Tip: Be sure you don’t confuse the ARD with your company’s annual accounts due-date, which is the deadline for delivering your annual accounts to Companies House. Late filing can incur a penalty of up to £1,500 (doubled if your accounts are late 2 years in a row).
Can I change my Accounting Reference Date (ARD)?
So long as your accounts aren’t overdue, you can change your current or (immediately) previous accounting reference date, choosing to shorten or extend it. However, you can only lengthen the ARD up to a maximum of 18 months once every five years; you can shorten it as often as you like.
To do this, a board resolution or minutes of the meeting recording the decision to take such action are required. You’ll also need to let Companies House know by completing form AA01.

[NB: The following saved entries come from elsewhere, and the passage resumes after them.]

//! Priority annotation
//!
//! Priority is a side-channel, independent of the status state machine:
//! changing it never appends to the audit trail and never touches status.

use chrono::{DateTime, Utc};
use lablane_model::{Actor, Job, Priority};

use crate::authority::capability_for;

use super::LifecycleError;

/// Set priority and its message on a job.
///
/// Allowed for any actor holding annotation authority on the job: a branch
/// on its own jobs in any state, the lab on jobs not yet returned, admin
/// unconditionally. A NORMAL priority clears the message; a non-NORMAL
/// priority stores the given one. Refreshes `updated_at` only.
pub fn set_priority(
    job: &Job,
    priority: Priority,
    message: &str,
    actor: &Actor,
    now: DateTime<Utc>,
) -> Result<Job, LifecycleError> {
    let capability = capability_for(actor);

    if !capability.can_annotate(job) {
        return Err(LifecycleError::Forbidden {
            job_id: job.id.clone(),
            username: actor.username.clone(),
        });
    }

    let mut updated = job.clone();
    updated.priority = priority;
    updated.priority_message = if priority.carries_message() {
        message.to_string()
    } else {
        String::new()
    };
    updated.updated_at = now;

    Ok(updated)
}
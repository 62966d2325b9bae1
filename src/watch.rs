//! Data-file watching
//!
//! Poll-based change detection for the CLI `watch` command. Mutations made
//! by other processes land in the snapshot file; the watcher polls its
//! modification time and reports "something changed" so the caller can
//! re-fetch and recompute. Coarse by design, like the in-process feed.

use std::fs;
use std::path::{Path, PathBuf};
use std::sync::atomic::{AtomicBool, Ordering};
use std::time::{Duration, SystemTime};

/// Configuration for the file watcher.
#[derive(Debug, Clone)]
pub struct WatcherConfig {
    /// Poll interval (recommended: 1-2 seconds)
    pub poll_interval: Duration,
}

impl Default for WatcherConfig {
    fn default() -> Self {
        Self {
            poll_interval: Duration::from_secs(1),
        }
    }
}

/// Polls a file's modification time.
#[derive(Debug)]
pub struct FileWatcher {
    path: PathBuf,
    config: WatcherConfig,
    last_modified: Option<SystemTime>,
}

impl FileWatcher {
    /// Create a watcher; the current state of the file is the baseline.
    pub fn new(path: impl Into<PathBuf>, config: WatcherConfig) -> Self {
        let path = path.into();
        let last_modified = modified_time(&path);
        Self {
            path,
            config,
            last_modified,
        }
    }

    /// Check once whether the file changed since the previous check.
    ///
    /// A file appearing or disappearing counts as a change.
    pub fn poll(&mut self) -> bool {
        let modified = modified_time(&self.path);
        let changed = modified != self.last_modified;
        self.last_modified = modified;
        changed
    }

    /// Poll until `stop` is set, invoking `on_change` for every observed
    /// change. Sleeps `poll_interval` between checks.
    pub fn run_until<F>(&mut self, stop: &AtomicBool, mut on_change: F)
    where
        F: FnMut(),
    {
        while !stop.load(Ordering::SeqCst) {
            if self.poll() {
                on_change();
            }
            std::thread::sleep(self.config.poll_interval);
        }
    }
}

fn modified_time(path: &Path) -> Option<SystemTime> {
    fs::metadata(path).and_then(|m| m.modified()).ok()
}

#[cfg(test)]
mod tests {
    use super::*;
    use std::io::Write;

    #[test]
    fn test_no_change_no_event() {
        let dir = tempfile::tempdir().unwrap();
        let path = dir.path().join("data.json");
        fs::write(&path, "{}").unwrap();

        let mut watcher = FileWatcher::new(&path, WatcherConfig::default());
        assert!(!watcher.poll());
        assert!(!watcher.poll());
    }

    #[test]
    fn test_mtime_change_detected() {
        let dir = tempfile::tempdir().unwrap();
        let path = dir.path().join("data.json");
        fs::write(&path, "{}").unwrap();

        let mut watcher = FileWatcher::new(&path, WatcherConfig::default());

        // Force a distinct mtime regardless of filesystem granularity
        let mut file = fs::File::create(&path).unwrap();
        file.write_all(b"{\"jobs\":[]}").unwrap();
        file.set_modified(SystemTime::now() + Duration::from_secs(2))
            .unwrap();

        assert!(watcher.poll());
        assert!(!watcher.poll());
    }

    #[test]
    fn test_file_appearing_is_a_change() {
        let dir = tempfile::tempdir().unwrap();
        let path = dir.path().join("data.json");

        let mut watcher = FileWatcher::new(&path, WatcherConfig::default());
        assert!(!watcher.poll());

        fs::write(&path, "{}").unwrap();
        assert!(watcher.poll());
    }

    #[test]
    fn test_file_disappearing_is_a_change() {
        let dir = tempfile::tempdir().unwrap();
        let path = dir.path().join("data.json");
        fs::write(&path, "{}").unwrap();

        let mut watcher = FileWatcher::new(&path, WatcherConfig::default());
        fs::remove_file(&path).unwrap();
        assert!(watcher.poll());
    }
}
fn cmd_job<S: lablane::Store>(
    tracker: &Tracker<S>,
    config: &Config,
    action: JobCommands,
) -> Result<(), Box<dyn std::error::Error>> {
    let actor = &config.actor();
    match action {
        JobCommands::Create {
            id,
            description,
            branch_id,
            branch_name,
            json,
        } => {
            let branch_id = branch_id
                .or_else(|| config.identity.branch_id.clone())
                .unwrap_or_default();
            let branch_name = branch_name
                .or_else(|| config.identity.branch_name.clone())
                .unwrap_or_default();
            let job = tracker.create_job(
                JobDraft {
                    id,
                    description,
                    branch_id,
                    branch_name,
                },
                actor,
            )?;
            if json {
                println!("{}", serde_json::to_string_pretty(&job)?);
            } else {
                println!("created job {} ({})", job.id, job.status);
            }
        }

        JobCommands::List {
            historical,
            search,
            json,
        } => {
            let jobs = match (&search, historical) {
                (Some(term), _) => tracker.search(actor, term)?,
                (None, true) => tracker.historical(actor)?,
                (None, false) => tracker.jobs(actor)?,
            };
            if json {
                println!("{}", serde_json::to_string_pretty(&jobs)?);
            } else {
                print_job_lines(&jobs);
            }
        }

        JobCommands::Show { id, json } => {
            let job = tracker.job(actor, &id)?;
            if json {
                println!("{}", serde_json::to_string_pretty(&job)?);
            } else {
                print_job(&job);
            }
        }

        JobCommands::History { id } => {
            let job = tracker.job(actor, &id)?;
            for entry in job.history.iter() {
                println!(
                    "{}  {}  by {}",
                    entry.timestamp.to_rfc3339(),
                    entry.status,
                    entry.updated_by
                );
            }
        }

        JobCommands::SetStatus { id, status, json } => {
            let job = tracker.transition(&id, status, actor)?;
            if json {
                println!("{}", serde_json::to_string_pretty(&job)?);
            } else {
                println!("job {} → {}", job.id, job.status);
            }
        }

        JobCommands::BulkSetStatus { status, ids, json } => {
            let report = tracker.bulk_transition(&ids, status, actor);
            print_bulk_report(&report, json)?;
        }

        JobCommands::SetPriority {
            id,
            priority,
            message,
        } => {
            let job = tracker.set_priority(&id, priority, &message, actor)?;
            if job.priority_message.is_empty() {
                println!("job {}: priority {}", job.id, job.priority);
            } else {
                println!(
                    "job {}: priority {} ({})",
                    job.id, job.priority, job.priority_message
                );
            }
        }

        JobCommands::Delete { id } => {
            tracker.delete_job(&id, actor)?;
            println!("deleted job {id}");
        }
    }
    Ok(())
}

What are the reasons for forming or maintaining a dormant company?
There can be good reasons for establishing a business and not actually trading – or for allowing a trading business to become dormant:
- To set up a company for future use: By getting all the formalities out of the way, a company can then remain dormant until it’s ready to make its trading debut. So long as a company meets these requirements, it can remain dormant indefinitely.
- To lay claim to a name: As well as giving businesses time to get ready to trade, setting up a company ahead of time also allows the name to be registered – meaning nobody else can claim it in the interim.
- To hold a fixed asset: Dormant companies are often used to hold specific types of assets – the most common being freehold properties. So a dormant company may hold flats and manage them, while the active company deals with the economic side (the leases).
- To protect your interests as a sole trader: Many business owners are happy to remain sole traders, as doing so has certain benefits. Even so, they might want to lay claim to their company name (as no two limited companies can register the same name). For this reason, a sole trader might wish to set up and register a limited company with the same name as their sole-trading enterprise, then leave it as a non-trading entity.
- To take a break from trading: There are many reasons why someone may want to break from trading without winding their company up entirely. For example, if they’re having a sabbatical, travelling abroad, wish to embark on a course of education or simply need to deal with family or personal matters.
Maintaining the company as an active trading entity, albeit in a low-key way, isn’t the most desirable option, as full accounts would need to be submitted to Companies House each year, and it’s costly to produce these. Conversely, closing the company entirely would mean re-forming it later, without the guarantee that the name would still be available. Dormancy is, therefore, a good compromise.
Are there any types of transactions that are acceptable for a dormant company to carry out?
A dormant company can’t carry out any significant accounting transactions (i.e. ones that should be entered into its accounting records). To pass the Companies House test of dormancy, transactions must be limited to:
- Payments for subscriber shares.
- Re-registration of a company.
- Fees paid to Companies House for a change of name.
- Payment of any penalties to Companies House.
- The filing of confirmation statements.
There are exceptions to this, such as financial companies that have to file full accounts, irrespective of their company status.